## Dataset content
+===+

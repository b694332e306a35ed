//! Index row and extraction rule types.

use serde::{Deserialize, Serialize};
use time::OffsetDateTime;

/// Value kind an extraction rule produces.
#[derive(Debug, Clone, Copy, PartialEq, Eq, Hash, Serialize, Deserialize)]
#[serde(rename_all = "lowercase")]
pub enum ValueKind {
    String,
    Token,
    Date,
    Number,
    Reference,
    Quantity,
}

impl ValueKind {
    pub fn as_str(&self) -> &'static str {
        match self {
            ValueKind::String => "string",
            ValueKind::Token => "token",
            ValueKind::Date => "date",
            ValueKind::Number => "number",
            ValueKind::Reference => "reference",
            ValueKind::Quantity => "quantity",
        }
    }

    pub fn parse(s: &str) -> Option<Self> {
        match s {
            "string" => Some(ValueKind::String),
            "token" => Some(ValueKind::Token),
            "date" => Some(ValueKind::Date),
            "number" => Some(ValueKind::Number),
            "reference" => Some(ValueKind::Reference),
            "quantity" => Some(ValueKind::Quantity),
            _ => None,
        }
    }
}

impl std::fmt::Display for ValueKind {
    fn fmt(&self, f: &mut std::fmt::Formatter<'_>) -> std::fmt::Result {
        f.write_str(self.as_str())
    }
}

/// A declared extraction rule: the element at `path` feeds parameter `param`.
///
/// Paths are dotted element names relative to the resource root. Arrays are
/// traversed transparently and a trailing polymorphic name (`effective`)
/// matches its typed variants (`effectiveDateTime`, `effectivePeriod`).
#[derive(Debug, Clone, Copy, PartialEq, Eq)]
pub struct ExtractionRule {
    pub param: &'static str,
    pub path: &'static str,
    pub kind: ValueKind,
}

/// One extracted, typed value.
#[derive(Debug, Clone, PartialEq, Serialize, Deserialize)]
#[serde(tag = "kind", rename_all = "lowercase")]
pub enum IndexValue {
    String {
        /// Lowercased form used for default (prefix) and `:contains` matching
        normalized: String,
        /// Original text used for `:exact` matching
        exact: String,
    },
    Token {
        system: Option<String>,
        code: String,
    },
    Date {
        #[serde(with = "time::serde::rfc3339")]
        start: OffsetDateTime,
        #[serde(with = "time::serde::rfc3339")]
        end: OffsetDateTime,
    },
    Number {
        value: f64,
    },
    Reference {
        target_type: Option<String>,
        target_id: String,
    },
    Quantity {
        value: f64,
        system: Option<String>,
        /// Coded unit (`Quantity.code`) when present, else the display unit
        unit: Option<String>,
    },
}

impl IndexValue {
    pub fn kind(&self) -> ValueKind {
        match self {
            IndexValue::String { .. } => ValueKind::String,
            IndexValue::Token { .. } => ValueKind::Token,
            IndexValue::Date { .. } => ValueKind::Date,
            IndexValue::Number { .. } => ValueKind::Number,
            IndexValue::Reference { .. } => ValueKind::Reference,
            IndexValue::Quantity { .. } => ValueKind::Quantity,
        }
    }
}

/// A `(resource_type, id, version_id, param, value)` tuple for one lineage.
#[derive(Debug, Clone, PartialEq, Serialize, Deserialize)]
pub struct SearchIndexRow {
    pub resource_type: String,
    pub resource_id: String,
    pub version_id: u64,
    pub param: String,
    pub value: IndexValue,
}
//! Delivery queue contract and its in-process implementation.

use std::sync::Arc;

use async_trait::async_trait;
use tokio::sync::mpsc::error::TrySendError;

use crate::error::{DispatchError, DispatchResult};
use crate::session::SessionTable;
use crate::types::Delivery;

/// Hands a delivery to the worker of a session.
///
/// Implementations must keep FIFO order per session and must not drop a
/// delivery silently: a delivery they cannot accept is reported as
/// [`DispatchError::QueueFull`] or [`DispatchError::SessionNotFound`].
#[async_trait]
pub trait DeliveryQueue: Send + Sync {
    async fn enqueue(&self, delivery: Delivery, session_id: &str) -> DispatchResult<()>;
}

/// Bounded per-session queues drained by the session tasks.
#[derive(Clone)]
pub struct InProcessQueue {
    sessions: Arc<SessionTable>,
}

impl InProcessQueue {
    pub(crate) fn new(sessions: Arc<SessionTable>) -> Self {
        Self { sessions }
    }
}

#[async_trait]
impl DeliveryQueue for InProcessQueue {
    async fn enqueue(&self, delivery: Delivery, session_id: &str) -> DispatchResult<()> {
        let sender = self
            .sessions
            .get(session_id)
            .map(|session| session.queue.clone())
            .ok_or_else(|| DispatchError::SessionNotFound(session_id.to_string()))?;

        match sender.try_send(delivery) {
            Ok(()) => Ok(()),
            Err(TrySendError::Full(_)) => Err(DispatchError::QueueFull(session_id.to_string())),
            Err(TrySendError::Closed(_)) => {
                Err(DispatchError::SessionNotFound(session_id.to_string()))
            }
        }
    }
}

impl std::fmt::Debug for InProcessQueue {
    fn fmt(&self, f: &mut std::fmt::Formatter<'_>) -> std::fmt::Result {
        f.debug_struct("InProcessQueue")
            .field("sessions", &self.sessions.len())
            .finish()
    }
}
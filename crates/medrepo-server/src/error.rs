//! API errors and their `OperationOutcome` rendering.

use axum::http::{HeaderValue, StatusCode, header};
use axum::response::{IntoResponse, Response};
use medrepo_search::SearchError;
use medrepo_storage::{MigrationError, StorageError};
use medrepo_subscriptions::DispatchError;
use serde::Serialize;
use thiserror::Error;

pub const FHIR_JSON: &str = "application/fhir+json";

/// Minimal FHIR OperationOutcome representation for API error responses
#[derive(Debug, Clone, Serialize, PartialEq)]
pub struct OperationOutcome {
    #[serde(rename = "resourceType")]
    pub resource_type: &'static str,
    pub issue: Vec<OperationOutcomeIssue>,
}

#[derive(Debug, Clone, Serialize, PartialEq)]
pub struct OperationOutcomeIssue {
    /// fatal | error | warning | information
    pub severity: &'static str,
    pub code: &'static str,
    #[serde(skip_serializing_if = "Option::is_none")]
    pub diagnostics: Option<String>,
}

impl OperationOutcome {
    pub fn single(
        severity: &'static str,
        code: &'static str,
        diagnostics: impl Into<String>,
    ) -> Self {
        Self {
            resource_type: "OperationOutcome",
            issue: vec![OperationOutcomeIssue {
                severity,
                code,
                diagnostics: Some(diagnostics.into()),
            }],
        }
    }
}

#[derive(Debug, Error)]
pub enum ApiError {
    #[error("Bad request: {0}")]
    BadRequest(String),
    #[error("Unauthorized: {0}")]
    Unauthorized(String),
    #[error("Not found: {0}")]
    NotFound(String),
    #[error("Gone: {0}")]
    Gone(String),
    #[error("Precondition failed: {0}")]
    PreconditionFailed(String),
    #[error("Precondition required: {0}")]
    PreconditionRequired(String),
    #[error("Service unavailable: {0}")]
    Unavailable(String),
    #[error("Internal server error: {0}")]
    Internal(String),
}

impl ApiError {
    #[must_use]
    pub fn bad_request(msg: impl Into<String>) -> Self {
        Self::BadRequest(msg.into())
    }

    #[must_use]
    pub fn not_found(msg: impl Into<String>) -> Self {
        Self::NotFound(msg.into())
    }

    #[must_use]
    pub fn internal(msg: impl Into<String>) -> Self {
        Self::Internal(msg.into())
    }

    pub fn status_code(&self) -> StatusCode {
        match self {
            ApiError::BadRequest(_) => StatusCode::BAD_REQUEST,
            ApiError::Unauthorized(_) => StatusCode::UNAUTHORIZED,
            ApiError::NotFound(_) => StatusCode::NOT_FOUND,
            ApiError::Gone(_) => StatusCode::GONE,
            ApiError::PreconditionFailed(_) => StatusCode::PRECONDITION_FAILED,
            ApiError::PreconditionRequired(_) => StatusCode::PRECONDITION_REQUIRED,
            ApiError::Unavailable(_) => StatusCode::SERVICE_UNAVAILABLE,
            ApiError::Internal(_) => StatusCode::INTERNAL_SERVER_ERROR,
        }
    }

    pub fn to_operation_outcome(&self) -> OperationOutcome {
        match self {
            ApiError::BadRequest(msg) => OperationOutcome::single("error", "invalid", msg),
            ApiError::Unauthorized(msg) => OperationOutcome::single("error", "expired", msg),
            ApiError::NotFound(msg) => OperationOutcome::single("error", "not-found", msg),
            ApiError::Gone(msg) => OperationOutcome::single("error", "deleted", msg),
            ApiError::PreconditionFailed(msg) => OperationOutcome::single("error", "conflict", msg),
            ApiError::PreconditionRequired(msg) => {
                OperationOutcome::single("error", "required", msg)
            }
            ApiError::Unavailable(msg) => OperationOutcome::single("error", "transient", msg),
            ApiError::Internal(msg) => OperationOutcome::single("fatal", "exception", msg),
        }
    }
}

impl From<StorageError> for ApiError {
    fn from(err: StorageError) -> Self {
        let message = err.to_string();
        match err {
            StorageError::NotFound { .. } => ApiError::NotFound(message),
            StorageError::Gone { .. } => ApiError::Gone(message),
            StorageError::VersionConflict { .. } => ApiError::PreconditionFailed(message),
            StorageError::ValidationError { .. } => ApiError::BadRequest(message),
            StorageError::ShardUnavailable { .. } | StorageError::MigrationFailed { .. } => {
                ApiError::Unavailable(message)
            }
            _ => {
                tracing::error!(error = %message, "Storage failure");
                ApiError::Internal(message)
            }
        }
    }
}

impl From<SearchError> for ApiError {
    fn from(err: SearchError) -> Self {
        ApiError::BadRequest(err.to_string())
    }
}

impl From<MigrationError> for ApiError {
    fn from(err: MigrationError) -> Self {
        StorageError::from(err).into()
    }
}

impl From<DispatchError> for ApiError {
    fn from(err: DispatchError) -> Self {
        match err {
            DispatchError::Storage(e) => e.into(),
            DispatchError::TokenExpired | DispatchError::InvalidToken => {
                ApiError::Unauthorized(err.to_string())
            }
            DispatchError::SubscriptionNotActive(_) | DispatchError::SessionNotFound(_) => {
                ApiError::NotFound(err.to_string())
            }
            DispatchError::InvalidSubscription { .. } => ApiError::BadRequest(err.to_string()),
            other => ApiError::Unavailable(other.to_string()),
        }
    }
}

impl IntoResponse for ApiError {
    fn into_response(self) -> Response {
        let status = self.status_code();
        let body = serde_json::to_vec(&self.to_operation_outcome()).unwrap_or_else(|_| b"{}".to_vec());
        (
            status,
            [(header::CONTENT_TYPE, HeaderValue::from_static(FHIR_JSON))],
            body,
        )
            .into_response()
    }
}

pub type ApiResult<T> = Result<T, ApiError>;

+===+

## Aim of the task
Out of the preceding entries, pull each line that contains the word "Option".

## Written solution
    pub fn parse(s: &str) -> Option<Self> {
        system: Option<String>,
        target_type: Option<String>,
        system: Option<String>,
        unit: Option<String>,
    #[serde(skip_serializing_if = "Option::is_none")]
    pub diagnostics: Option<String>,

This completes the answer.